Data for respiratory symptoms and lung function were collected repeatedly from the 764 male coke oven workers after the 1990 modifications. Again, the last (or only) sets of data for all subjects were pooled and analysed cross-sectionally. Working in ‘Operation’ increased the risk for cough (OR=2.37; 95% CI: 1.48 to 3.81), phlegm (OR=2.55; 95% CI: 1.63 to 3.99), ‘cough or phlegm’ (OR=2.40; 95% CI: 1.62 to 3.54) and shortness of breath (OR=1.52; 95% CI: 1.01 to 2.27). Each year of working in ‘Operation’ was associated with a reduction in FVC of around 20 ml (p=0.0001, 95%CI: 12ml to 29ml) and in FEV1 of around 10 ml (p=0.0085, 95%CI: 2ml to 17ml).

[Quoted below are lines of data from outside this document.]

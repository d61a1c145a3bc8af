//! # Launchpad
//!
//! Staged bring-up and guaranteed teardown for desktop applications.
//!
//! Launchpad brings up an ordered set of native subsystems (a network
//! transport, a windowing library, a GPU context), runs a caller-supplied
//! main loop while they are live, and releases them in strict reverse order
//! however the run ends. Failures are routed to a single user-facing
//! notification and to the process exit code.
//!
//! - **Scoped release guards**: exactly-once cleanup on every exit path
//! - **Stage sequences**: stop at the first failure, unwind only what was acquired
//! - **Error classification**: one fixed sentence per failing stage
//! - **Exit code mapping**: a stable code per stage
//!
//! ## Quick Start
//!
//! ```rust,ignore
//! use launchpad::prelude::*;
//!
//! let stages = StageSequence::new()
//!     .stage(Stage::new("transport", FailureKind::TransportInitFailed, init_transport)
//!         .with_infallible_release(shutdown_transport))
//!     .stage(Stage::new("window system", FailureKind::WindowSystemInitFailed, init_windows)
//!         .with_infallible_release(shutdown_windows));
//!
//! let report = Launcher::new().run(stages, Some(|| main_loop()));
//! std::process::exit(report.exit_code);
//! ```

#![forbid(unsafe_code)]
#![warn(
    clippy::all,
    clippy::pedantic,
    missing_docs,
    rust_2018_idioms
)]
#![allow(
    clippy::module_name_repetitions,
    clippy::must_use_candidate,
    clippy::missing_errors_doc,
    clippy::missing_panics_doc
)]

pub mod classify;
pub mod cleanup;
pub mod config;
pub mod core;
pub mod errors;
pub mod events;
pub mod exit;
pub mod launcher;
pub mod observability;
pub mod platform;
pub mod resources;
pub mod runner;
pub mod stages;
pub mod testing;

/// Prelude module for convenient imports
pub mod prelude {
    pub use crate::classify::{classify, Notification};
    pub use crate::cleanup::{GuardStack, ScopeGuard, TeardownReport};
    pub use crate::config::{LaunchConfig, LogConfig, LogFormat, WindowConfig};
    pub use crate::core::{LifecycleEvent, LifecycleState, LoopOutcome, RunResult};
    pub use crate::errors::{
        AcquireError, ConfigError, FailureKind, TeardownError, TeardownFailure,
    };
    pub use crate::events::{
        EventObserver, LoggingNotificationSink, LoggingObserver, NoOpNotificationSink,
        NoOpObserver, NotificationSink,
    };
    pub use crate::exit::{stage_exit_code, ExitCodeMapper, EXIT_SUCCESS};
    pub use crate::launcher::{Launcher, RunReport};
    pub use crate::platform::{
        desktop_stages, run_frames, DesktopSession, GraphicsBinding, Transport, WindowHandle,
        WindowSystem,
    };
    pub use crate::resources::{report_resource, EmbeddedResources, ResourceAccessor};
    pub use crate::runner::run_loop;
    pub use crate::stages::{run_stages, Stage, StageSequence, StagingOutcome};
}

The longitudinal information on respiratory symptoms and lung function changes for coke oven workers was analysed on the 515 subjects with two or more sets of tests collected after the 1990 modifications. Logistic regression analyses showed that each year of working in ‘Operation’ was associated with slightly higher risk of having shortness of breath (OR=1.02, 95% CI: 1.002 to 1.03), but not on other symptoms. Each year of working in ‘Operation’ was found to increase the annual FVC decline by around 1.8 ml (p=0.0017, 95% CI: 0.7 ml to 2.9 ml) and increased the annual FEV1 decline by around 1.5 ml (p=0.0012, 95% CI: 0.6 ml to 2.4 ml).

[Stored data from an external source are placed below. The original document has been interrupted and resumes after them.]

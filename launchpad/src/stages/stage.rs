//! A single fallible acquisition step with its paired release.

use std::fmt;

use crate::cleanup::{ReleaseAction, ScopeGuard};
use crate::errors::{AcquireError, FailureKind, TeardownError};

/// Acquisition closure of a stage.
pub type AcquireAction = Box<dyn FnOnce() -> Result<(), AcquireError>>;

/// One ordered acquisition step.
///
/// The release action only ever runs if `acquire` succeeded, and then at most
/// once, because it moves into a [`ScopeGuard`] on success and is dropped
/// unrun on failure. An `acquire` that allocates and then fails must clean up
/// after itself before returning the error.
pub struct Stage {
    name: String,
    kind: FailureKind,
    acquire: AcquireAction,
    release: Option<ReleaseAction>,
}

impl Stage {
    /// Creates a stage with no release action.
    pub fn new<A>(name: impl Into<String>, kind: FailureKind, acquire: A) -> Self
    where
        A: FnOnce() -> Result<(), AcquireError> + 'static,
    {
        Self {
            name: name.into(),
            kind,
            acquire: Box::new(acquire),
            release: None,
        }
    }

    /// Sets a fallible release action.
    #[must_use]
    pub fn with_release<R>(mut self, release: R) -> Self
    where
        R: FnOnce() -> Result<(), TeardownError> + 'static,
    {
        self.release = Some(Box::new(release));
        self
    }

    /// Sets a release action that cannot report failure.
    #[must_use]
    pub fn with_infallible_release<R>(self, release: R) -> Self
    where
        R: FnOnce() + 'static,
    {
        self.with_release(move || {
            release();
            Ok(())
        })
    }

    /// Returns the stage name.
    #[must_use]
    pub fn name(&self) -> &str {
        &self.name
    }

    /// Returns the failure kind this stage reports.
    #[must_use]
    pub fn failure_kind(&self) -> FailureKind {
        self.kind
    }

    /// Returns true if the stage has a release action.
    #[must_use]
    pub fn has_release(&self) -> bool {
        self.release.is_some()
    }

    /// Runs the acquisition.
    ///
    /// On success the release action is handed back inside an armed guard.
    pub fn acquire(self) -> Result<ScopeGuard, (FailureKind, AcquireError)> {
        let Self {
            name,
            kind,
            acquire,
            release,
        } = self;

        acquire().map_err(|err| (kind, err))?;

        let label = format!("Cleanup {name}");
        Ok(match release {
            Some(action) => ScopeGuard::new(label, action),
            None => ScopeGuard::noop(label),
        })
    }
}

impl fmt::Debug for Stage {
    fn fmt(&self, f: &mut fmt::Formatter<'_>) -> fmt::Result {
        f.debug_struct("Stage")
            .field("name", &self.name)
            .field("kind", &self.kind)
            .field("has_release", &self.has_release())
            .finish()
    }
}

It is believed that exposure in the early years involved higher exposure levels than that in the late years. To explore whether a difference in effect size (or dose-response relationship) can be observed in different exposure periods, lung function tests from the pre- and post-1990 modifications were combined and analysed longitudinally for the 981 male workers with at least two sets of tests using a mixed model. A mixed model includes more than one random term and takes into account the dependence of the response variable when modelling the repeated measurements. During the period from 1973 to 1983, each year of working in ‘Operation’ was associated with a reduction in FVC of around 40 ml (p<0.0001, 95% CI: 32 ml to 49 ml) and in FEV1 of around 31 ml (p<0.0001, 95% CI: 23 ml to 39 ml). In the period after 1987, each year of working in ‘Operation’ was associated with a reduction in FVC of around 6ml (p=0.02, 95% CI: 1 ml to 11 ml) and no exposure effect was found on FEV1.
In summary, various studies all indicated broadly the same conclusion. Work duration in the most exposed position in the coke ovens had an adverse impact on the respiratory health of coke oven workers. These findings are similar to those found in the literature, even though the only available information is from cross-sectional studies.